The practice of creating and coloring mandalas is more than making pretty pictures. Here are five reasons to start a mandala practice.

1. It relaxes the body and mind. A mandala practice can be as simple as coloring mandalas found in the many adult coloring books on the market today or downloaded for free from the web. When we unplug from our electronics in order to sit quietly and color, our bodies and minds relax. Focusing on filling the repeating shapes with color gives our minds a break from the worries of the day and the busyness in our schedules. As our minds relax, our bodies follow. For maximum benefit, turn off your phone and other devices, turn on some relaxing music, diffuse your favorite essential oils, and drink a warm beverage. Take it even further by practicing yoga, dancing, or soak in a warm bath before sitting down to color. The relaxation experienced from coloring mandalas eases stress and anxiety and helps you sleep.

2. It activates your creativity. Drawing your own mandala designs requires no artistic background. I tell my students, “If you can print your name and the alphabet, you can draw a mandala.” We use the same lines and shapes—vertical, horizontal, curved, diagonal—whether we draw the mandala freehand or within a grid. Within 15 minutes, I see students take flight in drawing their own mandala designs and discovering their creative abilities. Activating our creativity in this way helps us bring creativity to other areas of our lives.

3. It improves focus and enhances clarity. When you’re drawing a mandala, you can’t think about anything else. That clears the mind to be able to focus. After constructing the mandala, we shift gears to color it, and our attention may shift to our thoughts and feelings. We can quietly reflect on the day and use this time to brainstorm a solution to a problem, or consider possibilities for a decision that we need to make. One of my favorite practices is to focus on an intention, such as gratitude, while creating my mandala. I may even fill the shapes and spaces of my mandala with words and phrases to acknowledge what I appreciate in myself, others, and my life.

4. It centers and connects you. What’s the difference between coloring and drawing within a circle compared to other designs? The circle offers a safe container to focus one’s thoughts, feelings, and ideas—whether the mandala is in the traditional style, with the shapes radiating from the center, or a contemporary design that’s more freeform and abstract. As we draw a mandala and color it in, we see patterns emerge before us that may reflect the centeredness and connections found within ourselves, friends, family, colleagues, and communities, both local and global. These connections foster understanding and compassion toward ourselves and others.
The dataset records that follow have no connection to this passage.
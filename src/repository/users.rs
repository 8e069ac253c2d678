//! Borrower accounts mirrored from access tokens

use sqlx::{Pool, Postgres};

use crate::error::AppResult;

#[derive(Clone)]
pub struct UsersRepository {
    pool: Pool<Postgres>,
}

impl UsersRepository {
    pub fn new(pool: Pool<Postgres>) -> Self {
        Self { pool }
    }

    /// Record a token holder as a borrower. Existing rows are left untouched.
    pub async fn mirror(&self, id: i32, username: &str) -> AppResult<()> {
        sqlx::query("INSERT INTO users (id, username) VALUES ($1, $2) ON CONFLICT DO NOTHING")
            .bind(id)
            .bind(username)
            .execute(&self.pool)
            .await?;
        Ok(())
    }
}
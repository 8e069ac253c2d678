//! Access-token claims and named permissions.
//!
//! Accounts and tokens are issued by an external identity service; this server
//! validates bearer tokens signed with the shared secret.

use serde::{Deserialize, Serialize};
use utoipa::ToSchema;

use crate::error::AppError;

/// Named permissions carried by an access token
#[derive(Debug, Clone, Copy, PartialEq, Eq, Hash, Serialize, Deserialize, ToSchema)]
#[serde(rename_all = "snake_case")]
pub enum Permission {
    CanRenew,
    CanMarkReturned,
    CanEditAuthors,
    CanEditBooks,
}

impl Permission {
    pub fn as_str(&self) -> &'static str {
        match self {
            Permission::CanRenew => "can_renew",
            Permission::CanMarkReturned => "can_mark_returned",
            Permission::CanEditAuthors => "can_edit_authors",
            Permission::CanEditBooks => "can_edit_books",
        }
    }
}

impl std::fmt::Display for Permission {
    fn fmt(&self, f: &mut std::fmt::Formatter<'_>) -> std::fmt::Result {
        write!(f, "{}", self.as_str())
    }
}

/// JWT claims
#[derive(Debug, Clone, Serialize, Deserialize)]
pub struct UserClaims {
    /// User id
    pub sub: i32,
    pub username: String,
    #[serde(default)]
    pub permissions: Vec<Permission>,
    /// Expiration (unix timestamp)
    pub exp: i64,
}

impl UserClaims {
    /// Sign the claims (HS256)
    pub fn create_token(&self, secret: &str) -> Result<String, jsonwebtoken::errors::Error> {
        jsonwebtoken::encode(
            &jsonwebtoken::Header::default(),
            self,
            &jsonwebtoken::EncodingKey::from_secret(secret.as_bytes()),
        )
    }

    /// Decode and validate a token
    pub fn from_token(token: &str, secret: &str) -> Result<Self, jsonwebtoken::errors::Error> {
        let data = jsonwebtoken::decode::<UserClaims>(
            token,
            &jsonwebtoken::DecodingKey::from_secret(secret.as_bytes()),
            &jsonwebtoken::Validation::default(),
        )?;
        Ok(data.claims)
    }

    pub fn has(&self, permission: Permission) -> bool {
        self.permissions.contains(&permission)
    }

    pub fn require(&self, permission: Permission) -> Result<(), AppError> {
        if self.has(permission) {
            Ok(())
        } else {
            Err(AppError::Authorization(format!("Missing permission {}", permission)))
        }
    }
}
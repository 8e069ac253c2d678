//! Business logic services

pub mod authors;
pub mod catalog;
pub mod copies;
pub mod loans;

use std::sync::Arc;

use crate::repository::Repository;

/// Container for all services
#[derive(Clone)]
pub struct Services {
    pub repository: Repository,
    pub authors: authors::AuthorsService,
    pub catalog: catalog::CatalogService,
    pub copies: copies::CopiesService,
    pub loans: loans::LoansService,
}

impl Services {
    /// Create all services with the given repository
    pub fn new(repository: Repository) -> Self {
        Self {
            authors: authors::AuthorsService::new(repository.clone()),
            catalog: catalog::CatalogService::new(repository.clone()),
            copies: copies::CopiesService::new(repository.clone()),
            loans: loans::LoansService::new(Arc::new(repository.copies.clone())),
            repository,
        }
    }
}
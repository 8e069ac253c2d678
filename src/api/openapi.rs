//! OpenAPI documentation

use axum::Router;
use utoipa::{
    openapi::security::{HttpAuthScheme, HttpBuilder, SecurityScheme},
    Modify, OpenApi,
};
use utoipa_swagger_ui::SwaggerUi;

use crate::api::{authors, books, catalog, copies, genres, health, loans};

#[derive(OpenApi)]
#[openapi(
    info(
        title = "Catalog API",
        version = "0.1.0",
        description = "Library catalog REST API: books, authors, genres, languages and loanable copies"
    ),
    servers(
        (url = "/api/v1", description = "API v1")
    ),
    paths(
        // Health
        health::health_check,
        health::readiness_check,
        // Catalog
        catalog::get_summary,
        // Books
        books::list_books,
        books::get_book,
        books::create_book,
        books::update_book,
        books::delete_book,
        // Genres and languages
        genres::list_genres,
        genres::list_genre_books,
        genres::create_genre,
        genres::list_languages,
        genres::create_language,
        // Authors
        authors::list_authors,
        authors::get_author,
        authors::create_author,
        authors::update_author,
        authors::delete_author,
        // Copies
        copies::create_copy,
        copies::get_copy,
        copies::lend_copy,
        copies::get_renewal,
        copies::renew_copy,
        copies::return_copy,
        // Loans
        loans::my_loans,
        loans::all_loans,
    ),
    components(
        schemas(
            // Catalog
            crate::services::catalog::CatalogSummary,
            // Books
            crate::models::Book,
            crate::models::BookSummary,
            crate::models::BookDetails,
            crate::models::BookInput,
            crate::models::BookPage,
            crate::models::GenreBooks,
            crate::models::Genre,
            crate::models::genre::CreateGenre,
            crate::models::Language,
            crate::models::language::CreateLanguage,
            // Authors
            crate::models::Author,
            crate::models::AuthorDetails,
            crate::models::AuthorInput,
            crate::models::AuthorPage,
            // Copies
            crate::models::BookCopy,
            crate::models::CopyDetails,
            crate::models::CopyStatus,
            crate::models::CopyPage,
            crate::models::copy::CreateCopy,
            crate::models::copy::LendCopy,
            crate::models::copy::RenewCopy,
            crate::models::copy::RenewalProposal,
            copies::LoanResponse,
            // Health
            health::HealthResponse,
            // Errors
            crate::error::ErrorResponse,
        )
    ),
    modifiers(&SecurityAddon),
    tags(
        (name = "health", description = "Health check endpoints"),
        (name = "catalog", description = "Catalog summary"),
        (name = "books", description = "Book management"),
        (name = "genres", description = "Genres and languages"),
        (name = "authors", description = "Author management"),
        (name = "copies", description = "Copies and loan transitions"),
        (name = "loans", description = "Loan listings")
    )
)]
pub struct ApiDoc;

struct SecurityAddon;

impl Modify for SecurityAddon {
    fn modify(&self, openapi: &mut utoipa::openapi::OpenApi) {
        if let Some(components) = openapi.components.as_mut() {
            components.add_security_scheme(
                "bearer_auth",
                SecurityScheme::Http(
                    HttpBuilder::new()
                        .scheme(HttpAuthScheme::Bearer)
                        .bearer_format("JWT")
                        .build(),
                ),
            );
        }
    }
}

/// Create the OpenAPI documentation router
pub fn create_openapi_router() -> Router {
    Router::new()
        .merge(SwaggerUi::new("/swagger-ui").url("/api-docs/openapi.json", ApiDoc::openapi()))
}

#[cfg(test)]
mod tests {
    use super::*;

    #[test]
    fn document_lists_loan_transitions() {
        let doc = ApiDoc::openapi();
        for path in ["/copies/{id}/renew", "/copies/{id}/return", "/copies/{id}/loan"] {
            assert!(doc.paths.paths.contains_key(path), "missing {}", path);
        }
    }
}
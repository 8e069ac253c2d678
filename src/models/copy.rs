//! Book copy (physical loanable instance) model and related types

use chrono::NaiveDate;
use serde::{Deserialize, Serialize};
use sqlx::{Decode, Encode, FromRow, Postgres};
use utoipa::ToSchema;
use uuid::Uuid;
use validator::Validate;

use crate::circulation::LoanState;

/// Copy availability status, stored as a single-letter code
#[derive(Debug, Clone, Copy, Default, PartialEq, Eq, Hash, Serialize, Deserialize, ToSchema)]
#[serde(rename_all = "snake_case")]
pub enum CopyStatus {
    #[default]
    Maintenance,
    OnLoan,
    Available,
    Reserved,
}

impl CopyStatus {
    /// Database code for this status
    pub fn as_code(&self) -> &'static str {
        match self {
            CopyStatus::Maintenance => "m",
            CopyStatus::OnLoan => "o",
            CopyStatus::Available => "a",
            CopyStatus::Reserved => "r",
        }
    }

    pub fn from_code(code: &str) -> Option<Self> {
        match code.trim() {
            "m" => Some(CopyStatus::Maintenance),
            "o" => Some(CopyStatus::OnLoan),
            "a" => Some(CopyStatus::Available),
            "r" => Some(CopyStatus::Reserved),
            _ => None,
        }
    }
}

impl std::fmt::Display for CopyStatus {
    fn fmt(&self, f: &mut std::fmt::Formatter<'_>) -> std::fmt::Result {
        let label = match self {
            CopyStatus::Maintenance => "Maintenance",
            CopyStatus::OnLoan => "On loan",
            CopyStatus::Available => "Available",
            CopyStatus::Reserved => "Reserved",
        };
        write!(f, "{}", label)
    }
}

// SQLx conversion for CopyStatus
impl sqlx::Type<Postgres> for CopyStatus {
    fn type_info() -> sqlx::postgres::PgTypeInfo {
        <String as sqlx::Type<Postgres>>::type_info()
    }

    fn compatible(ty: &sqlx::postgres::PgTypeInfo) -> bool {
        <String as sqlx::Type<Postgres>>::compatible(ty)
    }
}

impl<'r> Decode<'r, Postgres> for CopyStatus {
    fn decode(value: sqlx::postgres::PgValueRef<'r>) -> Result<Self, sqlx::error::BoxDynError> {
        let s: String = Decode::<Postgres>::decode(value)?;
        CopyStatus::from_code(&s).ok_or_else(|| format!("Invalid copy status code: {}", s).into())
    }
}

impl Encode<'_, Postgres> for CopyStatus {
    fn encode_by_ref(&self, buf: &mut sqlx::postgres::PgArgumentBuffer) -> sqlx::encode::IsNull {
        <String as Encode<Postgres>>::encode(self.as_code().to_string(), buf)
    }
}

/// Copy row from database
#[derive(Debug, Clone, PartialEq, Eq, Serialize, Deserialize, FromRow, ToSchema)]
pub struct BookCopy {
    pub id: Uuid,
    pub book_id: i32,
    pub imprint: String,
    pub due_back: Option<NaiveDate>,
    pub borrower_id: Option<i32>,
    pub status: CopyStatus,
}

impl BookCopy {
    pub fn loan_state(&self) -> LoanState {
        LoanState {
            status: self.status,
            due_back: self.due_back,
            borrower_id: self.borrower_id,
        }
    }

    /// Overwrite the loan columns with `state`
    pub fn with_loan_state(self, state: LoanState) -> Self {
        Self {
            status: state.status,
            due_back: state.due_back,
            borrower_id: state.borrower_id,
            ..self
        }
    }

    pub fn is_overdue(&self, today: NaiveDate) -> bool {
        is_overdue(self.due_back, today)
    }
}

/// Due-back date set and strictly before `today`
pub fn is_overdue(due_back: Option<NaiveDate>, today: NaiveDate) -> bool {
    due_back.map(|d| d < today).unwrap_or(false)
}

/// Copy joined with its book title, used for listings and detail
#[derive(Debug, Clone, FromRow)]
pub struct CopyRow {
    pub id: Uuid,
    pub book_id: i32,
    pub imprint: String,
    pub due_back: Option<NaiveDate>,
    pub borrower_id: Option<i32>,
    pub status: CopyStatus,
    pub book_title: String,
}

/// Copy as returned by the API
#[derive(Debug, Clone, Serialize, Deserialize, ToSchema)]
pub struct CopyDetails {
    pub id: Uuid,
    pub book_id: i32,
    pub book_title: String,
    /// "<id> (<book title>)"
    pub label: String,
    pub imprint: String,
    pub due_back: Option<NaiveDate>,
    pub borrower_id: Option<i32>,
    pub status: CopyStatus,
    pub is_overdue: bool,
}

impl CopyDetails {
    pub fn from_row(row: CopyRow, today: NaiveDate) -> Self {
        Self {
            is_overdue: is_overdue(row.due_back, today),
            label: format!("{} ({})", row.id, row.book_title),
            id: row.id,
            book_id: row.book_id,
            book_title: row.book_title,
            imprint: row.imprint,
            due_back: row.due_back,
            borrower_id: row.borrower_id,
            status: row.status,
        }
    }
}

/// Create copy request
#[derive(Debug, Deserialize, Validate, ToSchema)]
pub struct CreateCopy {
    #[validate(length(min = 1, max = 200, message = "Imprint must be 1 to 200 characters"))]
    pub imprint: String,
    /// Initial status; defaults to maintenance. On loan is not accepted here.
    pub status: Option<CopyStatus>,
}

/// Lend request
#[derive(Debug, Deserialize, ToSchema)]
pub struct LendCopy {
    pub borrower_id: i32,
    pub due_back: NaiveDate,
}

/// Renew request
#[derive(Debug, Deserialize, ToSchema)]
pub struct RenewCopy {
    pub due_back: NaiveDate,
}

/// Data for the renewal form: the copy and the suggested new date
#[derive(Debug, Clone, Serialize, Deserialize, ToSchema)]
pub struct RenewalProposal {
    pub copy: BookCopy,
    pub is_overdue: bool,
    /// Suggested due-back date (today + 3 weeks)
    pub proposed_due_back: NaiveDate,
    /// Latest date a renewal accepts (today + 4 weeks)
    pub latest_due_back: NaiveDate,
}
5. It’s fun! Perhaps the number-one reason to start a mandala practice is the joy that comes from witnessing a work of art emerge from your own hands. A warning: Once you get started, you’ll find it hard to stop!

Originally written for Kripalu.org.

How to Get Your Mandala Practice Started

Read a Book: My book, “The Mandala Guidebook: How to Draw, Paint, and Color Expressive Mandala Art” is packed with beautiful illustrations and easy step-by-step instructions covering a wide range of styles, techniques, and mediums. Sample It! Download the first chapter.

Watch these Videos: I’ve taught thousands of people how to draw mandalas in my YouTube videos. Get your pen and paper ready and Tune In Here.

Take a Class: My book and YouTube videos are just the start. This 10-part series will guide you in creating mandalas quickly and successfully. Get the Deets & Sign Up!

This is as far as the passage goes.